§ TASK DETAILS
Copy all the lines of the data that include the word "from".
============================================================
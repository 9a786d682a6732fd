//! Contributor report: commits and review comments grouped per author.

use crate::aggregate::ContributionLedger;
use crate::github::GithubClient;
use crate::models::{ContributorReport, RepoRef};

use super::PipelineError;

/// Fetch a pull request's commits and review comments and aggregate them.
pub async fn build_contributor_report(
    github: &GithubClient,
    repo: &RepoRef,
    pr_number: u64,
) -> Result<ContributorReport, PipelineError> {
    let commits = github.pull_commits(repo, pr_number).await?;
    tracing::info!(commits = commits.len(), "fetched pull request commits");

    let mut ledger = ContributionLedger::new();
    ledger.record_commits(&commits)?;

    let comments = github.review_comments(repo, pr_number).await?;
    tracing::info!(comments = comments.len(), "fetched review comments");
    ledger.record_review_comments(&comments);

    tracing::info!(
        contributors = ledger.contributors().len(),
        commits = ledger.total_commits(),
        "aggregated contributions"
    );

    Ok(ContributorReport {
        repository: repo.to_string(),
        contributors: ledger.into_contributors(),
    })
}
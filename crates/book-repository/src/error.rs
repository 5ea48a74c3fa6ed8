//! Error types for book record operations.

use thiserror::Error;

/// Errors from the record store and the repository.
///
/// The variants are the taxonomy the screens render from: validation
/// failures never reach the network, not-found redirects to the catalog,
/// and store/transport failures surface as inline messages. Nothing is
/// retried automatically.
#[derive(Error, Debug)]
pub enum RepositoryError {
    /// A required field was empty; caught before any store call.
    #[error("Missing required field: {0}")]
    Validation(&'static str),

    /// No record exists for the identifier.
    #[error("Book not found: {0}")]
    NotFound(String),

    /// The record store rejected a request.
    #[error("Record store error: HTTP {status}: {message}")]
    Store { status: u16, message: String },

    /// No session is present for an authenticated store call.
    #[error("Not signed in")]
    NotSignedIn,

    /// HTTP transport error.
    #[error("HTTP error: {0}")]
    Http(#[from] reqwest::Error),

    /// JSON error.
    #[error("JSON error: {0}")]
    Json(#[from] serde_json::Error),
}

/// Result type alias using RepositoryError.
pub type RepositoryResult<T> = Result<T, RepositoryError>;

#[cfg(test)]
mod tests {
    use super::*;

    #[test]
    fn validation_names_the_field() {
        let err = RepositoryError::Validation("title");
        assert_eq!(err.to_string(), "Missing required field: title");
    }

    #[test]
    fn not_found_names_the_id() {
        let err = RepositoryError::NotFound("bk-9".to_string());
        assert_eq!(err.to_string(), "Book not found: bk-9");
    }

    #[test]
    fn store_error_includes_status() {
        let err = RepositoryError::Store {
            status: 503,
            message: "unavailable".to_string(),
        };
        assert!(err.to_string().contains("503"));
        assert!(err.to_string().contains("unavailable"));
    }
}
============================================================
§ RESPONSE BELOW
/// Errors from the record store and the repository.
/// The variants are the taxonomy the screens render from: validation
    Http(#[from] reqwest::Error),
    Json(#[from] serde_json::Error),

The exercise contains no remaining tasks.